RICHMOND, Va. — The Fourth Circuit Court of Appeals yesterday handed down a victory for students’ rights, ruling that South Carolina’s “disturbing schools” law poses a substantial risk to student freedom of expression and due process, and that the plaintiffs in Kenny v. Wilson deserve their day in court. The law allows children to be arrested and prosecuted for any behavior a school deems “obnoxious,” such as failing to follow a teacher’s instruction or cursing at lunchtime.

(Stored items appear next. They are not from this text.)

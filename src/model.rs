//! Core domain types for token vending.

use chrono::{DateTime, Utc};
use serde::{Deserialize, Serialize};
use std::fmt;
use std::str::FromStr;
use uuid::Uuid;

use crate::Amount;
use crate::ledger::ValidationError;
use crate::token::{self, Token};

/// Owning user identifier, as issued by the auth store.
pub type UserId = String;

/// Transaction identifier.
pub type TxId = Uuid;

/// How a purchase is paid for.
#[derive(Debug, Clone, Copy, PartialEq, Eq, Hash, Serialize, Deserialize)]
#[serde(rename_all = "snake_case")]
pub enum PaymentMethod {
    Card,
    BankTransfer,
    Ussd,
    Wallet,
}

impl PaymentMethod {
    pub fn as_str(self) -> &'static str {
        match self {
            PaymentMethod::Card => "card",
            PaymentMethod::BankTransfer => "bank_transfer",
            PaymentMethod::Ussd => "ussd",
            PaymentMethod::Wallet => "wallet",
        }
    }

    /// Human label used as wallet counterparty.
    pub fn label(self) -> &'static str {
        match self {
            PaymentMethod::Card => "Card Payment",
            PaymentMethod::BankTransfer => "Bank Transfer",
            PaymentMethod::Ussd => "USSD",
            PaymentMethod::Wallet => "Wallet",
        }
    }
}

impl fmt::Display for PaymentMethod {
    fn fmt(&self, f: &mut fmt::Formatter<'_>) -> fmt::Result {
        f.write_str(self.as_str())
    }
}

impl FromStr for PaymentMethod {
    type Err = ValidationError;

    /// Accepts the canonical names and the labels shown in the purchase form.
    fn from_str(s: &str) -> Result<Self, Self::Err> {
        let key: String = s
            .trim()
            .to_ascii_lowercase()
            .chars()
            .filter(|c| c.is_ascii_alphanumeric())
            .collect();
        match key.as_str() {
            "card" | "cardpayment" => Ok(PaymentMethod::Card),
            "banktransfer" | "bank" => Ok(PaymentMethod::BankTransfer),
            "ussd" => Ok(PaymentMethod::Ussd),
            "wallet" => Ok(PaymentMethod::Wallet),
            _ => Err(ValidationError::UnknownPaymentMethod(s.to_string())),
        }
    }
}

/// Lifecycle of a purchase: `Pending` then exactly one of the terminal states.
#[derive(Debug, Clone, Copy, PartialEq, Eq, Default, Serialize, Deserialize)]
#[serde(rename_all = "snake_case")]
pub enum TxStatus {
    #[default]
    Pending,
    Success,
    Failed,
}

impl TxStatus {
    pub fn is_terminal(self) -> bool {
        !matches!(self, TxStatus::Pending)
    }
}

impl fmt::Display for TxStatus {
    fn fmt(&self, f: &mut fmt::Formatter<'_>) -> fmt::Result {
        f.write_str(match self {
            TxStatus::Pending => "pending",
            TxStatus::Success => "success",
            TxStatus::Failed => "failed",
        })
    }
}

/// An electricity distribution company.
#[derive(Debug, Clone, PartialEq, Eq, Serialize, Deserialize)]
pub struct Utility {
    pub id: String,
    pub name: String,
}

/// Contact details used for notices.
#[derive(Debug, Clone, PartialEq, Eq, Serialize, Deserialize)]
pub struct UserProfile {
    pub id: UserId,
    #[serde(default)]
    pub email: Option<String>,
    #[serde(default)]
    pub phone: Option<String>,
}

impl UserProfile {
    pub fn has_contact(&self) -> bool {
        self.email.is_some() || self.phone.is_some()
    }
}

/// A validated-on-entry purchase request.
#[derive(Debug, Clone)]
pub struct PurchaseRequest {
    pub user_id: UserId,
    pub utility: Utility,
    pub meter_number: String,
    pub amount: Amount,
    pub payment_method: PaymentMethod,
    /// Client-side key deduplicating double submissions.
    pub idempotency_key: Option<String>,
}

/// A stored token purchase attempt.
#[derive(Debug, Clone, PartialEq, Serialize, Deserialize)]
pub struct Transaction {
    pub id: TxId,
    pub user_id: UserId,
    pub utility_id: String,
    pub utility_name: String,
    pub meter_number: String,
    pub amount: Amount,
    pub payment_method: PaymentMethod,
    pub status: TxStatus,
    /// Minted only when the purchase settles successfully.
    pub token: Option<Token>,
    pub payment_reference: Option<String>,
    pub idempotency_key: Option<String>,
    pub created_at: DateTime<Utc>,
    pub updated_at: DateTime<Utc>,
}

impl Transaction {
    /// Create a new record in the `Pending` state.
    pub fn pending(request: PurchaseRequest) -> Self {
        let now = Utc::now();
        Self {
            id: Uuid::new_v4(),
            user_id: request.user_id,
            utility_id: request.utility.id,
            utility_name: request.utility.name,
            meter_number: request.meter_number,
            amount: request.amount,
            payment_method: request.payment_method,
            status: TxStatus::Pending,
            token: None,
            payment_reference: None,
            idempotency_key: request.idempotency_key,
            created_at: now,
            updated_at: now,
        }
    }

    pub fn is_terminal(&self) -> bool {
        self.status.is_terminal()
    }

    /// Case-insensitive substring match over utility name, meter number and token.
    /// A blank term matches everything.
    pub fn matches(&self, term: &str) -> bool {
        let term = term.trim().to_lowercase();
        if term.is_empty() {
            return true;
        }
        if self.utility_name.to_lowercase().contains(&term)
            || self.meter_number.to_lowercase().contains(&term)
        {
            return true;
        }
        let bare = token::normalize(&term);
        self.token.as_ref().is_some_and(|t| {
            t.formatted().contains(&term) || (!bare.is_empty() && t.digits().contains(&bare))
        })
    }

    pub fn apply(&mut self, patch: TransactionPatch) {
        self.status = patch.status;
        if patch.token.is_some() {
            self.token = patch.token;
        }
        if patch.payment_reference.is_some() {
            self.payment_reference = patch.payment_reference;
        }
        self.updated_at = patch.updated_at;
    }
}

/// Settlement outcome written back to the store.
#[derive(Debug, Clone)]
pub struct TransactionPatch {
    pub status: TxStatus,
    pub token: Option<Token>,
    pub payment_reference: Option<String>,
    pub updated_at: DateTime<Utc>,
}

impl TransactionPatch {
    pub fn success(token: Token, payment_reference: String) -> Self {
        Self {
            status: TxStatus::Success,
            token: Some(token),
            payment_reference: Some(payment_reference),
            updated_at: Utc::now(),
        }
    }

    pub fn failed() -> Self {
        Self {
            status: TxStatus::Failed,
            token: None,
            payment_reference: None,
            updated_at: Utc::now(),
        }
    }
}

/// Sort newest-first, keeping insertion order among equal timestamps reversed.
pub fn newest_first(mut records: Vec<Transaction>) -> Vec<Transaction> {
    records.reverse();
    records.sort_by(|a, b| b.created_at.cmp(&a.created_at));
    records
}

/// Status counts and money total over a set of transactions.
#[derive(Debug, Clone, Copy, PartialEq, Eq, Default, Serialize)]
pub struct TransactionStats {
    pub total: usize,
    pub pending: usize,
    pub successful: usize,
    pub failed: usize,
    /// Sum over every record, whatever its status.
    pub total_amount: Amount,
}

impl TransactionStats {
    pub fn from_records(records: &[Transaction]) -> Self {
        records.iter().fold(Self::default(), |mut stats, tx| {
            stats.total += 1;
            match tx.status {
                TxStatus::Pending => stats.pending += 1,
                TxStatus::Success => stats.successful += 1,
                TxStatus::Failed => stats.failed += 1,
            }
            stats.total_amount = stats.total_amount.saturating_add(tx.amount);
            stats
        })
    }
}

#[cfg(test)]
mod tests {
    use super::*;

    fn request(utility: &str, meter: &str) -> PurchaseRequest {
        PurchaseRequest {
            user_id: "user-1".to_string(),
            utility: Utility {
                id: utility.to_lowercase(),
                name: utility.to_string(),
            },
            meter_number: meter.to_string(),
            amount: Amount::from_naira(1000),
            payment_method: PaymentMethod::Card,
            idempotency_key: None,
        }
    }

    #[test]
    fn payment_method_parses_names_and_labels() {
        assert_eq!("card".parse::<PaymentMethod>().unwrap(), PaymentMethod::Card);
        assert_eq!(
            "Card Payment".parse::<PaymentMethod>().unwrap(),
            PaymentMethod::Card
        );
        assert_eq!(
            "bank-transfer".parse::<PaymentMethod>().unwrap(),
            PaymentMethod::BankTransfer
        );
        assert_eq!(
            "Bank Transfer".parse::<PaymentMethod>().unwrap(),
            PaymentMethod::BankTransfer
        );
        assert_eq!("USSD".parse::<PaymentMethod>().unwrap(), PaymentMethod::Ussd);
        assert_eq!(
            "Wallet".parse::<PaymentMethod>().unwrap(),
            PaymentMethod::Wallet
        );
    }

    #[test]
    fn payment_method_rejects_unknown() {
        assert!(matches!(
            "crypto".parse::<PaymentMethod>(),
            Err(ValidationError::UnknownPaymentMethod(m)) if m == "crypto"
        ));
    }

    #[test]
    fn pending_record_has_no_token() {
        let tx = Transaction::pending(request("Eko Electric", "45012345678"));
        assert_eq!(tx.status, TxStatus::Pending);
        assert!(tx.token.is_none());
        assert!(tx.payment_reference.is_none());
        assert_eq!(tx.created_at, tx.updated_at);
    }

    #[test]
    fn terminal_states() {
        assert!(!TxStatus::Pending.is_terminal());
        assert!(TxStatus::Success.is_terminal());
        assert!(TxStatus::Failed.is_terminal());
        assert_eq!(TxStatus::default(), TxStatus::Pending);
    }

    #[test]
    fn matches_utility_and_meter_case_insensitive() {
        let tx = Transaction::pending(request("Eko Electric", "45012345678"));
        assert!(tx.matches("eko"));
        assert!(tx.matches("ELECTRIC"));
        assert!(tx.matches("0123"));
        assert!(tx.matches("  "));
        assert!(!tx.matches("ikeja"));
    }

    #[test]
    fn matches_token_formatted_or_bare() {
        let mut tx = Transaction::pending(request("Ikeja Electric", "1"));
        let token: Token = "1234-5678-9012-3456-7890".parse().unwrap();
        tx.apply(TransactionPatch::success(token, "PV1".to_string()));

        assert!(tx.matches("5678-9012"));
        assert!(tx.matches("56789012"));
        assert!(!tx.matches("9999"));
    }

    #[test]
    fn apply_failed_patch_keeps_token_absent() {
        let mut tx = Transaction::pending(request("Eko Electric", "1"));
        tx.apply(TransactionPatch::failed());
        assert_eq!(tx.status, TxStatus::Failed);
        assert!(tx.token.is_none());
    }

    #[test]
    fn stats_count_each_status() {
        let pending = Transaction::pending(request("Eko Electric", "1"));
        let mut success = Transaction::pending(request("Eko Electric", "2"));
        success.apply(TransactionPatch::success(Token::generate(), "PV1".to_string()));
        let mut failed = Transaction::pending(request("Ikeja Electric", "3"));
        failed.apply(TransactionPatch::failed());

        let stats = TransactionStats::from_records(&[pending, success, failed]);
        assert_eq!(
            stats,
            TransactionStats {
                total: 3,
                pending: 1,
                successful: 1,
                failed: 1,
                total_amount: Amount::from_naira(3_000),
            }
        );
        assert_eq!(TransactionStats::from_records(&[]), TransactionStats::default());
    }
}
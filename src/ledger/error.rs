//! Error types for the transaction ledger.

use std::time::Duration;
use thiserror::Error;

use crate::Amount;
use crate::model::{PaymentMethod, TxId, TxStatus};
use crate::ports::StoreError;

/// A purchase request outside policy. Never reaches the store.
#[derive(Debug, Clone, PartialEq, Eq, Error)]
pub enum ValidationError {
    #[error("amount must be positive, got {0}")]
    NonPositiveAmount(Amount),

    #[error("amount {amount} is below the minimum purchase of {minimum}")]
    BelowMinimum { amount: Amount, minimum: Amount },

    #[error("unrecognized payment method {0:?}")]
    UnknownPaymentMethod(String),

    #[error("meter number is required")]
    EmptyMeterNumber,

    #[error("unknown utility {0:?}")]
    UnknownUtility(String),

    #[error("{0} cannot be used to top up a wallet")]
    UnsupportedTopUpMethod(PaymentMethod),
}

/// Failure to resolve a pending transaction.
#[derive(Debug, Clone, PartialEq, Eq, Error)]
pub enum SettlementError {
    #[error("payment failed: {0}")]
    PaymentFailed(String),

    #[error("transaction {id} is already {status}")]
    AlreadySettled { id: TxId, status: TxStatus },

    #[error("transaction {0} is already being settled")]
    InFlight(TxId),

    #[error("transaction {0} not found")]
    NotFound(TxId),

    #[error("settlement details do not match transaction {0}")]
    Mismatch(TxId),

    #[error("payment timed out after {limit:?}")]
    PaymentTimeout { limit: Duration },

    #[error(transparent)]
    Store(#[from] StoreError),
}

/// Failure to record a new pending transaction.
#[derive(Debug, Clone, PartialEq, Eq, Error)]
pub enum CreateError {
    #[error("invalid purchase: {0}")]
    Validation(#[from] ValidationError),

    #[error(transparent)]
    Store(#[from] StoreError),
}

The American Civil Liberties Union and the ACLU of South Carolina filed Kenny in 2016 on behalf of Niya Kenny and other student plaintiffs. At Spring Valley High School in Columbia, Kenny was arrested and taken to a detention center because she had cried out after she saw a school resource officer picking up a classmate and throwing her to the ground.
Sarah Hinger, staff attorney with the ACLU’s Racial Justice Program, had the following response:
“The court has sent a clear message: rather than funnel children into the criminal justice system over minutiae and lawful activities, schools must recognize and protect students’ rights. This message is particularly important in this time of student activism.
“Under South Carolina’s so-called ‘disturbing schools’ law, Black students are nearly four times as likely to be punished than white students. That means that Black children are disproportionately saddled with criminal records and other burdens that come with charges and arrests.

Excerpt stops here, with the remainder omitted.